The division was certified and assume responsibility for battle space in Diyala Governorate on July 3, 2006. Since the division's reactivation elements have taken part in Operation Phantom Thunder and the Battle of Baqubah in 2007.

In November 2007, "The primary Iraqi Army unit in Diyala Province was organizationally incapable of conducting counter-insurgency operations. The Iraqi 5th Division was in complete disarray following the removal of its commanding general, who had finally been relieved by the Minister of Defense for using his formations for sectarian death squads and Mafia-style criminal enterprises. 5th Division units were essentially combat-ineffective, having been reduced to performing checkpoint operations on 236 static locations across the territory."

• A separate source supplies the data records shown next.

//! Report generation workflow.
//!
//! [`ReportService`] resolves the records a report needs, compiles the
//! context, renders and stores the document, and finally writes the audit
//! record. Missing records stop the workflow before anything is computed.
//! A registry failure does not: the document already exists, so the
//! outcome reports it as [`Registration::Failed`].

use crate::config::{DisplayLabels, ProfileRegistry, ReportSettings};
use crate::core::SampleSet;
use crate::errors::Result;
use crate::io::{
    AssetDirectory, Clock, ConfigurationSource, RegistryRecord, ReportRegistry, SampleSource,
    StorageSink, TemplateRenderer,
};
use crate::report::{compile, CompileInputs, FieldId, ReportType};
use chrono::{DateTime, FixedOffset, NaiveDate};
use serde::Serialize;
use tracing::{info, info_span, warn};

/// One request to generate a report.
#[derive(Debug, Clone, PartialEq, Eq)]
pub struct GenerationRequest {
    pub report: ReportType,
    pub asset_id: String,
    pub campaign_date: NaiveDate,
    pub user_id: String,
    /// Report name for the registry; the profile title when absent
    pub name: Option<String>,
    pub description: String,
    /// Periodicity chosen by the user, printed in the report
    pub periodicity: Option<String>,
}

#[derive(Debug, Clone, PartialEq, Eq, Serialize)]
#[serde(tag = "status", rename_all = "snake_case")]
pub enum Registration {
    Registered,
    /// Generated and stored, but the audit record could not be written
    Failed { reason: String },
}

#[derive(Debug, Clone, PartialEq, Serialize)]
pub struct GenerationOutcome {
    pub report: ReportType,
    pub object_key: String,
    pub url: String,
    pub registration: Registration,
    /// Template fields the available data could not fill
    pub missing_fields: Vec<FieldId>,
}

impl GenerationOutcome {
    pub fn is_registered(&self) -> bool {
        self.registration == Registration::Registered
    }

    /// Caller-facing message.
    pub fn message(&self) -> String {
        match &self.registration {
            Registration::Registered => "Relatório gerado e registrado com sucesso.".to_string(),
            Registration::Failed { reason } => {
                format!("Erro ao registrar o relatório: {}", reason)
            }
        }
    }
}

/// The collaborators one service instance talks to.
#[derive(Clone, Copy)]
pub struct Collaborators<'a> {
    pub assets: &'a dyn AssetDirectory,
    pub configurations: &'a dyn ConfigurationSource,
    pub samples: &'a dyn SampleSource,
    pub renderer: &'a dyn TemplateRenderer,
    pub storage: &'a dyn StorageSink,
    pub registry: &'a dyn ReportRegistry,
    pub clock: &'a dyn Clock,
}

pub struct ReportService<'a> {
    profiles: &'a ProfileRegistry,
    labels: &'a DisplayLabels,
    settings: &'a ReportSettings,
    collaborators: Collaborators<'a>,
}

impl<'a> ReportService<'a> {
    pub fn new(
        profiles: &'a ProfileRegistry,
        labels: &'a DisplayLabels,
        settings: &'a ReportSettings,
        collaborators: Collaborators<'a>,
    ) -> Self {
        Self {
            profiles,
            labels,
            settings,
            collaborators,
        }
    }

    pub fn generate(&self, request: &GenerationRequest) -> Result<GenerationOutcome> {
        let _span = info_span!(
            "generate",
            report = request.report.code(),
            asset = %request.asset_id,
            campaign = %request.campaign_date
        )
        .entered();
        let c = &self.collaborators;
        let profile = self.profiles.get(request.report)?;

        let asset = c.assets.asset(&request.asset_id)?;
        let configuration = c
            .configurations
            .configuration(&request.asset_id, &profile.form_type)?;
        let campaign =
            c.samples
                .campaign(&request.asset_id, &profile.form_type, request.campaign_date)?;
        let samples = SampleSet::from_json_rows(
            &campaign.results,
            &profile.columns,
            &self.labels.unavailable,
        )?;
        info!(rows = samples.len(), points = samples.distinct_point_count(), "Loaded campaign");

        let generated_at = c.clock.now().with_timezone(&self.settings.offset()?);
        let context = compile(&CompileInputs {
            profile,
            samples: &samples,
            labels: self.labels,
            settings: self.settings,
            generated_at,
            asset: Some(&asset),
            configuration: Some(&configuration),
            campaign: Some(&campaign),
            periodicity: request.periodicity.as_deref(),
        })?;
        let missing_fields = context.missing_fields();

        let document = c.renderer.render(&profile.template, &context)?;
        let object_key = object_key(
            &request.asset_id,
            request.campaign_date,
            generated_at,
            &document.extension,
        );
        let url = c.storage.upload(&profile.bucket, &object_key, &document)?;
        info!(%url, "Stored report");

        let record = RegistryRecord {
            name: request.name.clone().unwrap_or_else(|| profile.title.clone()),
            description: request.description.clone(),
            asset_id: request.asset_id.clone(),
            user_id: request.user_id.clone(),
            report_type: request.report.code().to_string(),
            url: url.clone(),
        };
        let registration = match c.registry.register(&record) {
            Ok(()) => Registration::Registered,
            Err(e) => {
                warn!(error = %e, "Report stored but not registered");
                Registration::Failed {
                    reason: e.to_string(),
                }
            }
        };

        Ok(GenerationOutcome {
            report: request.report,
            object_key,
            url,
            registration,
            missing_fields,
        })
    }
}

/// `{asset}/{campaign date}/{generation timestamp}.{ext}`, with the
/// timestamp in the offset it was generated in.
pub fn object_key(
    asset_id: &str,
    campaign_date: NaiveDate,
    generated_at: DateTime<FixedOffset>,
    extension: &str,
) -> String {
    format!(
        "{}/{}/{}.{}",
        asset_id,
        campaign_date.format("%Y-%m-%d"),
        generated_at.format("%Y-%m-%d_%H-%M-%S"),
        extension
    )
}

#[cfg(test)]
mod tests {
    use super::*;
    use crate::errors::Error;
    use crate::io::{FixedClock, JsonBundleRenderer, RenderedDocument};
    use crate::report::{AssetRecord, CampaignRecord, FormConfiguration};
    use chrono::{TimeZone, Utc};
    use serde_json::json;
    use std::sync::Mutex;

    struct Memory {
        asset: Option<AssetRecord>,
        campaign: Option<CampaignRecord>,
        uploads: Mutex<Vec<(String, String)>>,
        registered: Mutex<Vec<RegistryRecord>>,
        registry_fails: bool,
    }

    impl Memory {
        fn complete() -> Self {
            let campaign: CampaignRecord = serde_json::from_value(json!({
                "campanha_de_coleta": "2024-03-15",
                "resultados": [
                    {"Ponto": "S1", "Classe": "Nível 1", "Arsênio (mg/kg)": 3.0},
                    {"Ponto": "S2", "Classe": "Nível 1", "Arsênio (mg/kg)": 9.0}
                ],
                "laudo": ["https://example.org/laudo.pdf"]
            }))
            .unwrap();
            Self {
                asset: Some(AssetRecord {
                    id: "a1".into(),
                    name: "Porto Norte".into(),
                    ..AssetRecord::default()
                }),
                campaign: Some(campaign),
                uploads: Mutex::new(Vec::new()),
                registered: Mutex::new(Vec::new()),
                registry_fails: false,
            }
        }
    }

    impl AssetDirectory for Memory {
        fn asset(&self, asset_id: &str) -> Result<AssetRecord> {
            self.asset
                .clone()
                .ok_or_else(|| Error::not_found(crate::errors::Entity::Asset, asset_id))
        }
    }

    impl ConfigurationSource for Memory {
        fn configuration(&self, _: &str, form_type: &str) -> Result<FormConfiguration> {
            Ok(FormConfiguration {
                form_type: form_type.to_string(),
                ..FormConfiguration::default()
            })
        }
    }

    impl SampleSource for Memory {
        fn campaign(&self, asset_id: &str, _: &str, _: NaiveDate) -> Result<CampaignRecord> {
            self.campaign
                .clone()
                .ok_or_else(|| Error::not_found(crate::errors::Entity::Campaign, asset_id))
        }
    }

    impl StorageSink for Memory {
        fn upload(&self, bucket: &str, key: &str, _: &RenderedDocument) -> Result<String> {
            self.uploads
                .lock()
                .unwrap()
                .push((bucket.to_string(), key.to_string()));
            Ok(format!("mem://{}/{}", bucket, key))
        }
    }

    impl ReportRegistry for Memory {
        fn register(&self, record: &RegistryRecord) -> Result<()> {
            if self.registry_fails {
                return Err(Error::Registry("table unavailable".into()));
            }
            self.registered.lock().unwrap().push(record.clone());
            Ok(())
        }
    }

    fn request() -> GenerationRequest {
        GenerationRequest {
            report: ReportType::Sediment,
            asset_id: "a1".into(),
            campaign_date: NaiveDate::from_ymd_opt(2024, 3, 15).unwrap(),
            user_id: "u1".into(),
            name: None,
            description: "Campanha de março".into(),
            periodicity: Some("Semestral".into()),
        }
    }

    fn run(memory: &Memory) -> Result<GenerationOutcome> {
        let profiles = ProfileRegistry::builtin().unwrap();
        let labels = DisplayLabels::default();
        let settings = ReportSettings::default();
        let clock = FixedClock(Utc.with_ymd_and_hms(2024, 4, 9, 17, 30, 5).unwrap());
        let renderer = JsonBundleRenderer;
        let service = ReportService::new(
            &profiles,
            &labels,
            &settings,
            Collaborators {
                assets: memory,
                configurations: memory,
                samples: memory,
                renderer: &renderer,
                storage: memory,
                registry: memory,
                clock: &clock,
            },
        );
        service.generate(&request())
    }

    #[test]
    fn generates_stores_and_registers() {
        let memory = Memory::complete();
        let outcome = run(&memory).unwrap();

        assert!(outcome.is_registered());
        assert_eq!(outcome.object_key, "a1/2024-03-15/2024-04-09_14-30-05.json");
        assert_eq!(outcome.url, "mem://relatorios-qsd/a1/2024-03-15/2024-04-09_14-30-05.json");
        assert_eq!(outcome.message(), "Relatório gerado e registrado com sucesso.");

        let registered = memory.registered.lock().unwrap();
        assert_eq!(registered.len(), 1);
        assert_eq!(registered[0].name, "Relatório de Qualidade de Sedimentos");
        assert_eq!(registered[0].report_type, "qsd");
        assert_eq!(registered[0].url, outcome.url);
    }

    #[test]
    fn registry_failure_is_a_partial_outcome() {
        let memory = Memory {
            registry_fails: true,
            ..Memory::complete()
        };
        let outcome = run(&memory).unwrap();

        assert!(!outcome.is_registered());
        assert!(outcome.message().starts_with("Erro ao registrar o relatório"));
        assert_eq!(memory.uploads.lock().unwrap().len(), 1);
    }

    #[test]
    fn missing_campaign_stops_before_upload() {
        let memory = Memory {
            campaign: None,
            ..Memory::complete()
        };
        let err = run(&memory).unwrap_err();

        assert!(err.is_not_found());
        assert!(memory.uploads.lock().unwrap().is_empty());
        assert!(memory.registered.lock().unwrap().is_empty());
    }

    #[test]
    fn missing_asset_is_not_found() {
        let memory = Memory {
            asset: None,
            ..Memory::complete()
        };
        assert!(run(&memory).unwrap_err().is_not_found());
    }

    #[test]
    fn object_key_uses_generation_offset() {
        let offset = FixedOffset::west_opt(3 * 3600).unwrap();
        let at = Utc
            .with_ymd_and_hms(2024, 1, 1, 1, 0, 0)
            .unwrap()
            .with_timezone(&offset);
        let key = object_key("a1", NaiveDate::from_ymd_opt(2023, 12, 20).unwrap(), at, "docx");
        assert_eq!(key, "a1/2023-12-20/2023-12-31_22-00-00.docx");
    }
}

Today it is deployed in the difficult region of Diyala is the area between Baghdad and the Iran–Iraq border, an area where some insurgent elements (the Sunnis Baathists Sunni Salafis and Shias of the Mahdi Army supporting Muqtada Al-Sadr, and Al Qaeda) have direct support from Iran and its Special Forces (Quds Force). The regions of Diyala, Salah ad-Din, Kirkuk and south-east of Baghdad are the subject of many operations of the Iraqi Armed Forces and the Coalition, in order to dismantle the networks and interrupt Iranian support.

As of February 2010 the division's dispositions were reported as:
- Division Special Troops Battalion – Galibiyah
- 18th Motorized (AAslt) Brigade – Balad Ruz area of operations
- 19th (Desert Lions) Motorized (AAslt) Brigade (Brigade Special Troops Battalion at Baqubah)
- 20th Motorised Brigade – elements Muqdadiyah
- 21st Motorised Brigade – battalions at Diyala, Samood, Tamuuz
- 5th Field Engineer Regiment – Galibiyah
- 5th Transport and Provisioning Regiment – Kirkush

The Kirkush Military Training Base (KMTB) was one of the first installations constructed for the new Iraqi Army in January 2004.